When an international men’s razor blade brand like Gillette implies that all men are sexist, misogynistic and suffer from a severe form of ‘toxic masculinity’, you really do have to question if men’s mental health is actually being compromised for the sake of trying to virtue signal a political message, in order to radicalise audiences whom are seemingly bloodthirsty for heterosexual men’s blood.
The villainous portrayals of men as degenerate perverts gripped with an obscene amount of testosterone and an inability to not rape every woman within radius, has filled the pages of mainstream media heavily and vocally for the past few years since the feminist orchestrated #MeToo movement came into fruition.
It seems like you can’t pick up a newspaper or scroll through a page online without seeing another headline accusing a man of some form of sexual assault against a helpless and defenceless woman, all while mocking and ridiculing men and the struggles that they may encounter.
When it comes to men’s mental health and the representation of men in the mainstream media, there’s still a long way to go before they accurately convey the devastating effects of men’s suicide in an equally compassionate tone to that of women.
Case in point was the coverage of Archie Day, a 20-year-old journalism student who committed suicide in October of last year.
The 20-year-old had struggled with depression, with his social media account allegedly displaying a capitation reading ‘Should have died already’, as well as an interest in musicians who rapped about depression.
A featured story of this heart-breaking tragedy in the DailyMail was treated as no more than click-bait fodder, with a misleading derogatory headline implying that the journalism student was simply upset that he had ‘lost his iPhone’ and as a result, killed himself.
Comments from readers of the publication were just as demeaning, with many condemning the victim as just another materialistic millennial, while continuously belittling and making light of this unfortunate tragedy. Alarmingly, the main perpetrators of the trolling of this poor young man were actually women. Ironically, the writer of this misleading clickbait article, Zoie O’Brien, was also a woman. But it didn’t stop there. Another rehash of the story using the same seductive headline also appeared in The Sun. Unsurprisingly, written by a woman, Molly Pike.
While it’s unlikely that many had actually read the full article, due to the limited attention span of most social media users, it was the overly dramatic and sensationalised headline that was enough for people to feel the need to leave their demeaning comments below it.
No one knows for sure what triggered the young man to take his life. Someone who has battled with depression, will know the cycle and the feelings associated with it, but instead, the writer of this article chose to focus on a trivial mention of being upset at the loss of an Apple iPhone, briefly included as notes on the inquest of the young mans death, and use that as the main headline grabber to reel you in.
Described by his family and friends as a ‘loud and charismatic character that always seemed to be a bit of a ringleader’. It’s unlikely that even those who were closest to him, would have truly known what he was feeling.

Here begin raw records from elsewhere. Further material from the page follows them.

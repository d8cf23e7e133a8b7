//! HTTP client module
//!
//! Provides the HTTP client used by every stage of the sync pipeline.
//!
//! # Features
//!
//! - **Single attempt**: Requests are never retried
//! - **Rate Limiting**: Optional token bucket rate limiter using governor
//! - **Classification**: Transport errors, provider `error` bodies and
//!   non-200 statuses are turned into typed errors

mod client;
mod rate_limit;

pub use client::{classify_response, error_message, HttpClient, HttpClientConfig};
pub use rate_limit::{RateLimiter, RateLimiterConfig};
//! HTTP server mode for triggering syncs over REST

use axum::{
    body::Bytes,
    extract::State,
    http::StatusCode,
    response::{IntoResponse, Response},
    routing::{get, post},
    Json, Router,
};
use serde::{Deserialize, Serialize};
use serde_json::json;
use std::net::SocketAddr;
use std::sync::Arc;
use tower_http::cors::{Any, CorsLayer};
use tower_http::trace::TraceLayer;

use crate::connector::Connector;
use crate::error::{Error, Result};
use crate::types::{format_timestamp, Timestamp};

/// Server configuration
#[derive(Debug, Clone)]
pub struct ServerConfig {
    /// Port to listen on
    pub port: u16,
}

impl ServerConfig {
    /// Create a server config
    pub fn new(port: u16) -> Self {
        Self { port }
    }
}

/// App state shared across handlers
#[derive(Clone)]
struct AppState {
    connector: Arc<Connector>,
}

/// Request body for the sync endpoint
#[derive(Debug, Default, Deserialize)]
struct SyncRequest {
    /// Window start; the stored checkpoint is used when absent
    #[serde(default, alias = "lastSyncTime")]
    last_sync_time: Option<Timestamp>,
}

/// Response wrapper
#[derive(Debug, Serialize)]
struct ApiResponse<T> {
    success: bool,
    #[serde(skip_serializing_if = "Option::is_none")]
    data: Option<T>,
    #[serde(skip_serializing_if = "Option::is_none")]
    error: Option<String>,
}

impl<T: Serialize> ApiResponse<T> {
    fn success(data: T) -> Self {
        Self {
            success: true,
            data: Some(data),
            error: None,
        }
    }

    fn error(msg: impl Into<String>) -> ApiResponse<()> {
        ApiResponse {
            success: false,
            data: None,
            error: Some(msg.into()),
        }
    }
}

/// Build the router for a started connector
pub fn router(connector: Arc<Connector>) -> Router {
    // Allow all origins for development
    let cors = CorsLayer::new()
        .allow_origin(Any)
        .allow_methods(Any)
        .allow_headers(Any);

    Router::new()
        .route("/health", get(health))
        .route("/state", get(get_state))
        .route("/sync", post(sync))
        .layer(cors)
        .layer(TraceLayer::new_for_http())
        .with_state(AppState { connector })
}

/// Start the HTTP server; closes the connector on Ctrl-C
pub async fn serve(config: ServerConfig, connector: Arc<Connector>) -> Result<()> {
    let app = router(Arc::clone(&connector));

    let addr = SocketAddr::from(([0, 0, 0, 0], config.port));
    tracing::info!("Starting HTTP server on http://{}", addr);

    let listener = tokio::net::TcpListener::bind(addr)
        .await
        .map_err(|e| Error::config(format!("Failed to bind to port {}: {e}", config.port)))?;

    axum::serve(listener, app)
        .with_graceful_shutdown(async {
            if let Err(e) = tokio::signal::ctrl_c().await {
                tracing::warn!("Failed to listen for shutdown signal: {e}");
            }
        })
        .await
        .map_err(|e| Error::Other(format!("Server error: {e}")))?;

    connector.close().await
}

/// Health check endpoint
async fn health(State(state): State<AppState>) -> impl IntoResponse {
    Json(json!({
        "status": "ok",
        "sync": state.connector.phase(),
    }))
}

/// Current checkpoint
async fn get_state(State(state): State<AppState>) -> Response {
    let last_sync_time = state.connector.engine().state().last_sync_time().await;

    (
        StatusCode::OK,
        Json(ApiResponse::success(json!({
            "last_sync_time": last_sync_time,
            "last_sync": last_sync_time.map(format_timestamp),
        }))),
    )
        .into_response()
}

/// Trigger one sync
///
/// 200 with the report on success, 409 if a sync is already running,
/// 502 if the sync aborted.
async fn sync(State(state): State<AppState>, body: Bytes) -> Response {
    let request = if body.is_empty() {
        SyncRequest::default()
    } else {
        match serde_json::from_slice::<SyncRequest>(&body) {
            Ok(req) => req,
            Err(e) => {
                return (
                    StatusCode::BAD_REQUEST,
                    Json(ApiResponse::<()>::error(format!("Invalid request body: {e}"))),
                )
                    .into_response()
            }
        }
    };

    let result = match request.last_sync_time {
        Some(start) => state.connector.sync(Some(start)).await,
        None => state.connector.sync_from_checkpoint().await,
    };

    match result {
        Ok(report) => (
            StatusCode::OK,
            Json(ApiResponse::success(report.to_json())),
        )
            .into_response(),
        Err(Error::SyncInProgress) => (
            StatusCode::CONFLICT,
            Json(ApiResponse::<()>::error(Error::SyncInProgress.to_string())),
        )
            .into_response(),
        Err(e) => (
            StatusCode::BAD_GATEWAY,
            Json(ApiResponse::<()>::error(e.to_string())),
        )
            .into_response(),
    }
}
//! Engine types
//!
//! Phases, configuration and reporting for the sync engine.

use crate::config::ConnectorConfig;
use crate::error::Error;
use crate::types::{format_timestamp, SyncWindow, Timestamp};
use serde::Serialize;
use serde_json::{json, Value};

/// Where a sync currently is
#[derive(Debug, Clone, PartialEq, Eq, Serialize)]
#[serde(tag = "phase", rename_all = "snake_case")]
pub enum SyncPhase {
    /// No sync running
    Idle,
    /// Exchanging credentials for a token
    Authenticating,
    /// Listing the account's devices
    Enumerating,
    /// Fetching one device's messages
    FetchingMessages {
        /// Device being fetched
        device_id: String,
    },
    /// Validating and forwarding one message
    Validating {
        /// Device the message came from
        device_id: String,
        /// Position of the message in the device's batch
        index: usize,
    },
    /// Persisting the checkpoint
    Committing,
    /// The last sync failed
    Aborted,
}

impl SyncPhase {
    /// Whether a sync is in flight
    pub fn is_running(&self) -> bool {
        !matches!(self, Self::Idle | Self::Aborted)
    }
}

/// Configuration for sync operation
#[derive(Debug, Clone, PartialEq, Eq)]
pub struct SyncConfig {
    /// Window start when the trigger carries no checkpoint
    pub default_start_time: Timestamp,
    /// Device message fetches allowed in flight
    pub fetch_concurrency: usize,
}

impl Default for SyncConfig {
    fn default() -> Self {
        Self {
            default_start_time: 0,
            fetch_concurrency: 1,
        }
    }
}

impl SyncConfig {
    /// Take the sync settings from the connector configuration
    pub fn from_connector(config: &ConnectorConfig) -> Self {
        Self {
            default_start_time: config.default_start_time,
            fetch_concurrency: config.fetch_concurrency,
        }
    }
}

/// Statistics from a sync operation
#[derive(Debug, Clone, Default, PartialEq, Eq, Serialize)]
pub struct SyncStats {
    /// Devices returned by enumeration
    pub devices_enumerated: usize,
    /// Devices whose messages were fetched and processed
    pub devices_synced: usize,
    /// Messages fetched across all devices
    pub messages_fetched: usize,
    /// Messages delivered to the sink
    pub messages_forwarded: usize,
    /// Messages rejected during validation or delivery
    pub messages_rejected: usize,
    /// Duration in milliseconds
    pub duration_ms: u64,
}

impl SyncStats {
    /// Create new stats
    pub fn new() -> Self {
        Self::default()
    }
}

/// Outcome of a successful sync
#[derive(Debug)]
pub struct SyncReport {
    /// Window that was synced
    pub window: SyncWindow,
    /// Counters
    pub stats: SyncStats,
    /// Per-message failures that did not abort the sync
    pub failures: Vec<Error>,
}

impl SyncReport {
    /// New checkpoint written by this sync
    pub fn checkpoint(&self) -> Timestamp {
        self.window.end_time
    }

    /// Whether every fetched message was forwarded
    pub fn is_clean(&self) -> bool {
        self.failures.is_empty()
    }

    /// JSON summary for logs and the HTTP API
    pub fn to_json(&self) -> Value {
        json!({
            "window": {
                "start_time": self.window.start_time,
                "end_time": self.window.end_time,
                "start": format_timestamp(self.window.start_time),
                "end": format_timestamp(self.window.end_time),
            },
            "checkpoint": self.checkpoint(),
            "stats": self.stats,
            "failures": self
                .failures
                .iter()
                .map(ToString::to_string)
                .collect::<Vec<_>>(),
        })
    }
}
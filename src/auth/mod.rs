//! Authentication module
//!
//! Exchanges the connector's client credentials for a short-lived bearer
//! token using the OAuth2 client-credentials grant.
//!
//! Tokens are never cached across syncs: every sync performs exactly one
//! exchange and drops the token when it finishes.

mod exchanger;
mod types;

pub use exchanger::TokenExchanger;
pub use types::AccessToken;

Archie Day was found hanged in his room just hours after ‘sobbing uncontrollably’ after he had lost his mobile phone read the eye-catching headline, but losing his phone was probably the final straw and trigger of a cycle of depression and events that led to that tragic moment, where Archie decided to take his own life.
Misleading and over-exaggerated headlines like these, do not help the mainstream media’s defence of their depiction of men’s mental health. Whether it’s making light of male suicide for the sake of page views, or the shocking rise of false rape accusations against men whom are publicly named and demonised in the mainstream media, it’s very concerning that men are simply being fobbed off without any real concern or compassion, by women who are more interested in pushing a ‘toxic masculinity’ narrative that simply does not exist.